I'm on a modestly revolutionary course now, and I capitalize on some
equipment already on hand. I use a Kelty top-loading soft pack designed
to fit under an airline seat. There is enough safety in the clothing and
emergency gear that it contains to handle storms of three-season caliber
on both the PCT and the CDT. Backpack weight is 27 pounds minus food and
water (two one-liter bottles in belt pouches hang on the pack waist
straps). Strapped vertically outside the pack is a long skinny stuffsack
containing a RidgeRest full length pad along with an easily accessible
fleece sweater and the wonderful Mauldin rain pants and parka.
Additional clothing items inside the pack include an insulated mountain
anorak, mittens, balaclava, nylon "sport pants", and a medium weight
Patagonia underwear top and bottom.  After arriving in camp, this long
sleeve top is what takes the place of the damp hiking shirt since no
"extra" usual clothing is carried. A pair of board-walkers is tucked
under a compression strap to be worn when crossing streams and/or in
camp. I carry a Walrus one-person tent (no ground cloth) AND a Gore-Tex
bivvy. The down sleeping bag is a 30-degree Kelty of no particular
distinction, and this along with the bivvy is all I've had to use so far
during a limited test CDT backpack (two weeks ago during August monsoon

The main enabler for the lighter weight is a total absence of frills. I
now leave out the binoculars and the long-lens camera (a Canon digital
Elph camera is kept on my belt), and I have no stove and fuel! Verily, I
found that I can live without my usual morning coffee or hot food (or
evening wine even!). In fact, I have little appetite on the first day
out, but as the appetite grows I stifle it with "Flyin' Brian"-style
junk food. 'Cept I depend upon a large bag of sugary cereal like Sugar
Frosted Flakes, for eating by the handful both on the trail and in camp,
and without the dry milk. There are some tasty high-carb oat and corn
cereals out there now! Space is still available in the pack for canned
items, one per night) like large Campbell's chunky soups which taste the
same whether hot or cold. Butterfinger bars and those Oriental rice
snacks round out the food selection for three nights out. After four
days I come down the trail with an appetite which is strongly focused on
the first Tex-Mex restaurant I can drive to! But in experience, I also
end up with a little food left over.

I don't want to leave the impression that all the stuff can be tossed at
random inside a 2,500 cu-in pack! My pack is small, but it depends upon
a packing technique which is truly marvelous. It calls for systematic
and careful fitting, with exertion of appropriate downward pressure on
its precisely sequenced layers of contents.

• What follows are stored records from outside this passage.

// ==========================================
// 制造运营管理系统 - 工单明细编辑器
// ==========================================
// 职责: 持有有序的明细草稿集合
// - add_draft: 追加空白行（无上限）
// - assign_schedule_reference: 关联主生产计划（最后一行 / 指定行）
// - edit_field: 修改单个字段
// 红线: 不访问网络；越界/非法取值返回错误且不修改集合
// ==========================================

use crate::domain::types::DetailField;
use crate::domain::work_order::{DetailKey, WorkOrderDetail};
use crate::engine::error::EditorError;

#[derive(Debug, Clone, Default)]
pub struct DetailListEditor {
    rows: Vec<WorkOrderDetail>,
    next_key: u64,
}

impl DetailListEditor {
    pub fn new() -> Self {
        Self::default()
    }

    /// 追加一条空白明细，返回其稳定键
    pub fn add_draft(&mut self) -> DetailKey {
        self.next_key += 1;
        let key = DetailKey(self.next_key);
        self.rows.push(WorkOrderDetail::draft(key));
        tracing::debug!(key = %key, rows = self.rows.len(), "新增明细草稿");
        key
    }

    /// 将主生产计划关联到调用时的最后一行
    pub fn assign_schedule_reference(&mut self, mps_id: &str) -> Result<DetailKey, EditorError> {
        let row = self.rows.last_mut().ok_or(EditorError::NoDraftRows)?;
        row.master_production_schedule_id = Some(mps_id.to_string());
        Ok(row.key)
    }

    /// 将主生产计划关联到指定行
    pub fn assign_schedule_reference_to(
        &mut self,
        key: DetailKey,
        mps_id: &str,
    ) -> Result<(), EditorError> {
        let index = self.index_of(key).ok_or(EditorError::UnknownKey(key))?;
        self.rows[index].master_production_schedule_id = Some(mps_id.to_string());
        Ok(())
    }

    /// 修改指定行的单个字段
    ///
    /// # 取值规则
    /// - 数量类: 空串视为 0；必须为非负整数
    /// - 价格类: 空串视为 0；必须为非负有限小数
    /// - 备注: 原样保存
    pub fn edit_field(
        &mut self,
        index: usize,
        field: DetailField,
        value: &str,
    ) -> Result<(), EditorError> {
        let len = self.rows.len();
        if index >= len {
            tracing::warn!(index, len, field = %field, "明细编辑越界，已忽略");
            return Err(EditorError::IndexOutOfRange { index, len });
        }

        // 先解析，再赋值
        let parsed = FieldValue::parse(field, value)?;
        parsed.apply(&mut self.rows[index]);
        Ok(())
    }

    /// 按字段名修改（接受 camelCase / snake_case）
    pub fn edit_field_by_name(
        &mut self,
        index: usize,
        field_name: &str,
        value: &str,
    ) -> Result<(), EditorError> {
        let field = DetailField::parse(field_name)
            .ok_or_else(|| EditorError::UnknownField(field_name.to_string()))?;
        self.edit_field(index, field, value)
    }

    /// 按稳定键修改
    pub fn edit_field_by_key(
        &mut self,
        key: DetailKey,
        field: DetailField,
        value: &str,
    ) -> Result<(), EditorError> {
        let index = self.index_of(key).ok_or(EditorError::UnknownKey(key))?;
        self.edit_field(index, field, value)
    }

    pub fn rows(&self) -> &[WorkOrderDetail] {
        &self.rows
    }

    pub fn len(&self) -> usize {
        self.rows.len()
    }

    pub fn is_empty(&self) -> bool {
        self.rows.is_empty()
    }

    pub fn index_of(&self, key: DetailKey) -> Option<usize> {
        self.rows.iter().position(|row| row.key == key)
    }

    /// 按集合顺序为每一行盖上父工单ID（不论行是否填写完整），返回盖章后的副本
    pub fn stamp_parent(&mut self, work_order_id: &str) -> Vec<WorkOrderDetail> {
        for row in self.rows.iter_mut() {
            row.stamp(work_order_id);
        }
        self.rows.clone()
    }

    /// 交出全部草稿（工作流结束时）
    pub fn into_rows(self) -> Vec<WorkOrderDetail> {
        self.rows
    }

    pub fn clear(&mut self) {
        self.rows.clear();
    }
}

// ==========================================
// FieldValue - 已解析的字段取值
// ==========================================
enum FieldValue {
    Text(DetailField, String),
    Quantity(DetailField, i64),
    Price(DetailField, f64),
}

impl FieldValue {
    fn parse(field: DetailField, raw: &str) -> Result<Self, EditorError> {
        let invalid = || EditorError::InvalidFieldValue {
            field: field.wire_name().to_string(),
            value: raw.to_string(),
        };

        if field.is_quantity() {
            let trimmed = raw.trim();
            if trimmed.is_empty() {
                return Ok(FieldValue::Quantity(field, 0));
            }
            let value = trimmed.parse::<i64>().map_err(|_| invalid())?;
            if value < 0 {
                return Err(invalid());
            }
            Ok(FieldValue::Quantity(field, value))
        } else if field.is_price() {
            let trimmed = raw.trim();
            if trimmed.is_empty() {
                return Ok(FieldValue::Price(field, 0.0));
            }
            let value = trimmed.parse::<f64>().map_err(|_| invalid())?;
            if !value.is_finite() || value < 0.0 {
                return Err(invalid());
            }
            Ok(FieldValue::Price(field, value))
        } else {
            Ok(FieldValue::Text(field, raw.to_string()))
        }
    }

    fn apply(self, row: &mut WorkOrderDetail) {
        match self {
            FieldValue::Text(_, text) => row.note = text,
            FieldValue::Quantity(DetailField::ProjectedProduction, v) => row.projected_production = v,
            FieldValue::Quantity(DetailField::ActualProduction, v) => row.actual_production = v,
            FieldValue::Quantity(_, v) => row.faulty_products = v,
            FieldValue::Price(DetailField::ActualProductionPrice, v) => row.actual_production_price = v,
            FieldValue::Price(_, v) => row.faulty_product_price = v,
        }
    }
}

#[cfg(test)]
mod tests {
    use super::*;

    #[test]
    fn test_add_draft_preserves_call_order() {
        let mut editor = DetailListEditor::new();
        let keys: Vec<DetailKey> = (0..5).map(|_| editor.add_draft()).collect();

        assert_eq!(editor.len(), 5);
        for (row, key) in editor.rows().iter().zip(&keys) {
            assert_eq!(row.key, *key);
            assert!(!row.has_schedule_reference());
            assert!(row.note.is_empty());
            assert!(row.work_order_id.is_none());
        }
    }

    #[test]
    fn test_assign_targets_last_row_at_call_time() {
        let mut editor = DetailListEditor::new();
        editor.add_draft();
        let second = editor.add_draft();

        assert_eq!(editor.assign_schedule_reference("A").unwrap(), second);
        let third = editor.add_draft();
        assert_eq!(editor.assign_schedule_reference("B").unwrap(), third);

        let refs: Vec<Option<&str>> = editor
            .rows()
            .iter()
            .map(|r| r.master_production_schedule_id.as_deref())
            .collect();
        assert_eq!(refs, vec![None, Some("A"), Some("B")]);
    }

    #[test]
    fn test_assign_on_empty_editor_fails() {
        let mut editor = DetailListEditor::new();
        assert_eq!(
            editor.assign_schedule_reference("A").unwrap_err(),
            EditorError::NoDraftRows
        );
        assert!(editor.is_empty());
    }

    #[test]
    fn test_assign_by_key() {
        let mut editor = DetailListEditor::new();
        let first = editor.add_draft();
        editor.add_draft();

        editor.assign_schedule_reference_to(first, "A").unwrap();
        assert_eq!(
            editor.rows()[0].master_production_schedule_id.as_deref(),
            Some("A")
        );
        assert!(editor.rows()[1].master_production_schedule_id.is_none());

        let err = editor
            .assign_schedule_reference_to(DetailKey(99), "A")
            .unwrap_err();
        assert_eq!(err, EditorError::UnknownKey(DetailKey(99)));
    }

    #[test]
    fn test_out_of_range_edit_leaves_rows_intact() {
        let mut editor = DetailListEditor::new();
        editor.add_draft();
        editor.edit_field(0, DetailField::Note, "first").unwrap();
        let before = editor.rows().to_vec();

        let err = editor.edit_field(3, DetailField::Note, "x").unwrap_err();
        assert_eq!(err, EditorError::IndexOutOfRange { index: 3, len: 1 });
        assert_eq!(editor.rows(), before.as_slice());

        let mut empty = DetailListEditor::new();
        assert!(empty.edit_field(0, DetailField::Note, "x").is_err());
        assert!(empty.is_empty());
    }

    #[test]
    fn test_edit_field_parsing() {
        let mut editor = DetailListEditor::new();
        editor.add_draft();

        editor.edit_field(0, DetailField::ProjectedProduction, " 120 ").unwrap();
        editor.edit_field(0, DetailField::ActualProduction, "100").unwrap();
        editor.edit_field(0, DetailField::FaultyProducts, "").unwrap();
        editor.edit_field(0, DetailField::ActualProductionPrice, "12.5").unwrap();
        editor.edit_field(0, DetailField::FaultyProductPrice, "0.75").unwrap();

        let row = &editor.rows()[0];
        assert_eq!(row.projected_production, 120);
        assert_eq!(row.actual_production, 100);
        assert_eq!(row.faulty_products, 0);
        assert_eq!(row.actual_production_price, 12.5);
        assert_eq!(row.faulty_product_price, 0.75);
    }

    #[test]
    fn test_invalid_values_rejected_without_mutation() {
        let mut editor = DetailListEditor::new();
        editor.add_draft();
        editor.edit_field(0, DetailField::ActualProduction, "7").unwrap();

        for bad in ["abc", "-1", "1.5"] {
            let err = editor
                .edit_field(0, DetailField::ActualProduction, bad)
                .unwrap_err();
            assert!(matches!(err, EditorError::InvalidFieldValue { .. }));
        }
        for bad in ["NaN", "inf", "-0.5"] {
            assert!(editor
                .edit_field(0, DetailField::FaultyProductPrice, bad)
                .is_err());
        }

        assert_eq!(editor.rows()[0].actual_production, 7);
        assert_eq!(editor.rows()[0].faulty_product_price, 0.0);
    }

    #[test]
    fn test_edit_by_name_and_key() {
        let mut editor = DetailListEditor::new();
        editor.add_draft();
        let second = editor.add_draft();

        editor.edit_field_by_name(1, "faultyProducts", "3").unwrap();
        editor
            .edit_field_by_key(second, DetailField::Note, "night shift")
            .unwrap();
        assert_eq!(editor.rows()[1].faulty_products, 3);
        assert_eq!(editor.rows()[1].note, "night shift");

        assert_eq!(
            editor.edit_field_by_name(0, "workOrderId", "x").unwrap_err(),
            EditorError::UnknownField("workOrderId".to_string())
        );
    }

    #[test]
    fn test_stamp_parent_stamps_every_row() {
        let mut editor = DetailListEditor::new();
        editor.add_draft();
        editor.add_draft();
        editor.assign_schedule_reference("A").unwrap();

        let stamped = editor.stamp_parent("WO-1");
        assert_eq!(stamped.len(), 2);
        assert!(stamped
            .iter()
            .all(|r| r.work_order_id.as_deref() == Some("WO-1")));
        assert_eq!(editor.rows(), stamped.as_slice());
    }
}
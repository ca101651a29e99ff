// ==========================================
// 制造运营管理系统 - 工单日期范围校验
// ==========================================
// 规则: 开始日期 <= 结束日期（按天比较）
// - 拒绝时两端日期均保持不变，并发出 danger 通知
// 时区: 日期为工厂日历日（NaiveDate），时刻按配置的固定偏移折算
// ==========================================

use std::sync::Arc;

use chrono::{DateTime, FixedOffset, NaiveDate, Utc};

use crate::domain::work_order::{DateRangeError, WorkOrder};
use crate::engine::notification::{Notification, NotificationSink};

/// 将时刻折算为工厂日历日
pub fn to_plant_day(instant: DateTime<Utc>, offset: FixedOffset) -> NaiveDate {
    instant.with_timezone(&offset).date_naive()
}

pub struct DateRangeValidator {
    notifier: Arc<dyn NotificationSink>,
}

impl DateRangeValidator {
    pub fn new(notifier: Arc<dyn NotificationSink>) -> Self {
        Self { notifier }
    }

    /// 提议新的开始日期
    pub fn apply_start(
        &self,
        work_order: &mut WorkOrder,
        proposed: NaiveDate,
    ) -> Result<(), DateRangeError> {
        work_order
            .try_set_date_start(proposed)
            .map_err(|e| self.report(e))
    }

    /// 提议新的结束日期
    pub fn apply_end(
        &self,
        work_order: &mut WorkOrder,
        proposed: NaiveDate,
    ) -> Result<(), DateRangeError> {
        work_order
            .try_set_date_end(proposed)
            .map_err(|e| self.report(e))
    }

    fn report(&self, err: DateRangeError) -> DateRangeError {
        tracing::info!(error = %err, "日期修改被拒绝");

        let notification = match &err {
            DateRangeError::StartAfterEnd {
                proposed,
                current_end,
            } => {
                let (proposed, current) = (proposed.to_string(), current_end.to_string());
                Notification::danger_with(
                    "work_order.notify.start_after_end",
                    &[("proposed", proposed.as_str()), ("current", current.as_str())],
                )
            }
            DateRangeError::EndBeforeStart {
                proposed,
                current_start,
            } => {
                let (proposed, current) = (proposed.to_string(), current_start.to_string());
                Notification::danger_with(
                    "work_order.notify.end_before_start",
                    &[("proposed", proposed.as_str()), ("current", current.as_str())],
                )
            }
            DateRangeError::Inverted { .. } => Notification::danger(err.to_string()),
        };
        self.notifier.show(notification);

        err
    }
}

#[cfg(test)]
mod tests {
    use super::*;
    use crate::domain::types::NotificationKind;
    use chrono::TimeZone;
    use std::sync::Mutex;

    #[derive(Default)]
    struct CollectingSink(Mutex<Vec<Notification>>);

    impl NotificationSink for CollectingSink {
        fn show(&self, notification: Notification) {
            self.0.lock().unwrap().push(notification);
        }
    }

    fn d(y: i32, m: u32, day: u32) -> NaiveDate {
        NaiveDate::from_ymd_opt(y, m, day).unwrap()
    }

    fn setup() -> (Arc<CollectingSink>, DateRangeValidator, WorkOrder) {
        let sink = Arc::new(CollectingSink::default());
        let validator = DateRangeValidator::new(sink.clone());
        let wo = WorkOrder::new_draft("PM001", d(2024, 1, 10));
        (sink, validator, wo)
    }

    #[test]
    fn test_end_before_start_rejected_with_danger() {
        let (sink, validator, mut wo) = setup();

        let err = validator.apply_end(&mut wo, d(2024, 1, 5)).unwrap_err();
        assert!(matches!(err, DateRangeError::EndBeforeStart { .. }));
        assert_eq!(wo.date_end(), d(2024, 1, 10));
        assert_eq!(wo.date_start(), d(2024, 1, 10));

        let shown = sink.0.lock().unwrap();
        assert_eq!(shown.len(), 1);
        assert_eq!(shown[0].kind, NotificationKind::Danger);
        assert!(shown[0].description.contains("2024-01-05"));
    }

    #[test]
    fn test_acceptance_matches_ordering_predicate() {
        let (sink, validator, mut wo) = setup();

        // 相等允许
        validator.apply_start(&mut wo, d(2024, 1, 10)).unwrap();
        validator.apply_end(&mut wo, d(2024, 1, 20)).unwrap();
        validator.apply_start(&mut wo, d(2024, 1, 20)).unwrap();
        assert!(validator.apply_start(&mut wo, d(2024, 1, 21)).is_err());
        validator.apply_start(&mut wo, d(2024, 1, 1)).unwrap();
        assert!(validator.apply_end(&mut wo, d(2023, 12, 31)).is_err());

        assert_eq!(wo.date_start(), d(2024, 1, 1));
        assert_eq!(wo.date_end(), d(2024, 1, 20));
        assert_eq!(sink.0.lock().unwrap().len(), 2);
    }

    #[test]
    fn test_to_plant_day_uses_offset() {
        let instant = Utc.with_ymd_and_hms(2024, 1, 9, 20, 30, 0).unwrap();
        let utc = FixedOffset::east_opt(0).unwrap();
        let shanghai = FixedOffset::east_opt(8 * 3600).unwrap();
        let new_york = FixedOffset::west_opt(5 * 3600).unwrap();

        assert_eq!(to_plant_day(instant, utc), d(2024, 1, 9));
        assert_eq!(to_plant_day(instant, shanghai), d(2024, 1, 10));
        assert_eq!(to_plant_day(instant, new_york), d(2024, 1, 9));
    }
}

It is so system-atized that
the Summer pack contents are identical to the off-season pack contents
I'm afraid, 'cause I can only remember the details of this one packing

So, for a limited range of three to four-day section hikes, I'm with it
again, and I apologize for reporting herein at length on some rather
obvious points. But to be  on the trails again is a true thrill to me.